Always. The only things that have ever made a difference in coffee taste to me are grind size, water temp, and coffee:water ratio. I've had coffee autist friends telling me I need to do this or that or else my coffee is ruined but they never complain when I make coffee and don't do any of those things.
I guess I'm a pleb or whatever but it all seems to just be snake oil shit.
A good example is a video someone sent me of some bearded hipster making coffee in a chemex. He turned a simple 3 step brewing method into a weird lengthy process where you have to bloom the grinds, only pour x amount of water in at a time, can only pour water in a clockwise circle, etc. Just pour the fucking water in and don't overfill it, it's just coffee.

Everyone keeps posting these webm's I appreciate.
Thanks guise.
Well, I can't hate you for paying attention to the important things.
Press on, friend.
Do your science, find your truth.
It always worked for me.

No, I mean the ones even with detachable water buckets

Turn on your keurig with an empty bucket and it's still going to heat up the water inside the internal reservoir before it tells you there's no water to replace it with

Not to mention the health question of running hot water over plastic cups just to get a fucking coffee

That seems about right. I do 13:1, 4 min, grind like pic. In what way does the coffee taste like shit? Is it sour, bitter, vegetative?

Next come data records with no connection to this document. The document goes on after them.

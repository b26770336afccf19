//! On-disk byte formats for manifests, transactions and deletion files.
//!
//! Manifest and transaction files share one envelope:
//!
//! ```text
//! +------------------+
//! | Magic            | 4 bytes
//! | Format Version   | 4 bytes (u32 LE)
//! | Payload Length   | 4 bytes (u32 LE)
//! | Payload          | variable (MessagePack)
//! | CRC32            | 4 bytes (u32 LE, over all preceding bytes)
//! +------------------+
//! ```
//!
//! # Module Structure
//!
//! - `manifest`: manifest files in `_versions/`
//! - `transaction`: transaction files in `_transactions/`
//! - `deletion`: sparse-array and bitmap deletion files in `_deletions/`

pub mod deletion;
pub mod manifest;
pub mod transaction;

pub use deletion::{
    decode_deletion_file, encode_deletion_file, BITMAP_MAGIC, SPARSE_ARRAY_MAGIC,
};
pub use manifest::{decode_manifest, encode_manifest, MANIFEST_FORMAT_VERSION, MANIFEST_MAGIC};
pub use transaction::{
    decode_transaction, encode_transaction, TRANSACTION_FORMAT_VERSION, TRANSACTION_MAGIC,
};

/// magic + version + length
const HEADER_SIZE: usize = 12;
const CRC_SIZE: usize = 4;

/// Envelope decode failures
#[derive(Debug, Clone, PartialEq, Eq, thiserror::Error)]
pub enum FormatError {
    /// Fewer bytes than the fixed header and trailer
    #[error("file too short: {0} bytes")]
    TooShort(usize),

    /// Magic bytes do not match the expected file type
    #[error("invalid magic bytes {found:?}, expected {expected:?}")]
    InvalidMagic {
        /// Expected magic
        expected: [u8; 4],
        /// Magic found in the file
        found: [u8; 4],
    },

    /// Format version newer than this build
    #[error("unsupported format version {found} (max supported {max})")]
    UnsupportedVersion {
        /// Version found in the file
        found: u32,
        /// Highest version this build reads
        max: u32,
    },

    /// Payload length field disagrees with the file size
    #[error("payload length {declared} does not match file size")]
    LengthMismatch {
        /// Declared payload length
        declared: u32,
    },

    /// Checksum mismatch
    #[error("checksum mismatch: stored {expected:#010x}, computed {computed:#010x}")]
    ChecksumMismatch {
        /// CRC stored in the file
        expected: u32,
        /// CRC computed over the content
        computed: u32,
    },

    /// Payload could not be encoded or decoded
    #[error("payload codec error: {0}")]
    Payload(String),
}

/// Wrap a payload in the shared envelope
pub(crate) fn encode_envelope(magic: [u8; 4], version: u32, payload: &[u8]) -> Vec<u8> {
    let mut bytes = Vec::with_capacity(HEADER_SIZE + payload.len() + CRC_SIZE);
    bytes.extend_from_slice(&magic);
    bytes.extend_from_slice(&version.to_le_bytes());
    bytes.extend_from_slice(&(payload.len() as u32).to_le_bytes());
    bytes.extend_from_slice(payload);
    let crc = crc32fast::hash(&bytes);
    bytes.extend_from_slice(&crc.to_le_bytes());
    bytes
}

/// Validate the envelope and return `(version, payload)`
pub(crate) fn decode_envelope(
    magic: [u8; 4],
    max_version: u32,
    bytes: &[u8],
) -> Result<(u32, &[u8]), FormatError> {
    if bytes.len() < HEADER_SIZE + CRC_SIZE {
        return Err(FormatError::TooShort(bytes.len()));
    }
    let found = read_array::<4>(bytes, 0);
    if found != magic {
        return Err(FormatError::InvalidMagic {
            expected: magic,
            found,
        });
    }

    let body = &bytes[..bytes.len() - CRC_SIZE];
    let expected = u32::from_le_bytes(read_array::<4>(bytes, bytes.len() - CRC_SIZE));
    let computed = crc32fast::hash(body);
    if expected != computed {
        return Err(FormatError::ChecksumMismatch { expected, computed });
    }

    let version = u32::from_le_bytes(read_array::<4>(bytes, 4));
    if version == 0 || version > max_version {
        return Err(FormatError::UnsupportedVersion {
            found: version,
            max: max_version,
        });
    }

    let declared = u32::from_le_bytes(read_array::<4>(bytes, 8));
    if declared as usize != body.len() - HEADER_SIZE {
        return Err(FormatError::LengthMismatch { declared });
    }
    Ok((version, &body[HEADER_SIZE..]))
}

/// Copy `N` bytes at `offset`. Callers check bounds first.
fn read_array<const N: usize>(bytes: &[u8], offset: usize) -> [u8; N] {
    let mut out = [0u8; N];
    out.copy_from_slice(&bytes[offset..offset + N]);
    out
}
//! Table Integration Tests
//!
//! Schema evolution, maintenance (compaction, cleanup) and the blob
//! sub-table, exercised against real on-disk stores.

#[path = "../common/mod.rs"]
mod common;

mod blobs;
mod maintenance;
mod schema_ops;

What's the proper grind size for moka pot?
There are way too many different suggestions according to google. Some suggests fine like espresso while some suggests coarse grind.
Need advice since I dont have a grinder so I need to grind at the store.

My friend made moka pot coffee for me once and he used a really fine grind. Turned out delicious so he must've done something right.

>make usual coffee in the morning
>treat myself to another coffee after work
>dad comes over with another coffee
A-am I gonna d-die, bros?

I've had 3 cups so far, since I stayed up tonight. Thinking about a 4th.

Vegetative. It tastes...earthy. Possibly a little sour? But it doesn't have the sour feeling . Maybe I just dont like the roast or beans I have. But it doesn't taste pleasant most of the time.I would prefer bitter strong as fuck blow you away rather than what this is

How many tablespoons of grounds do I use per medium-large cup of press coffee?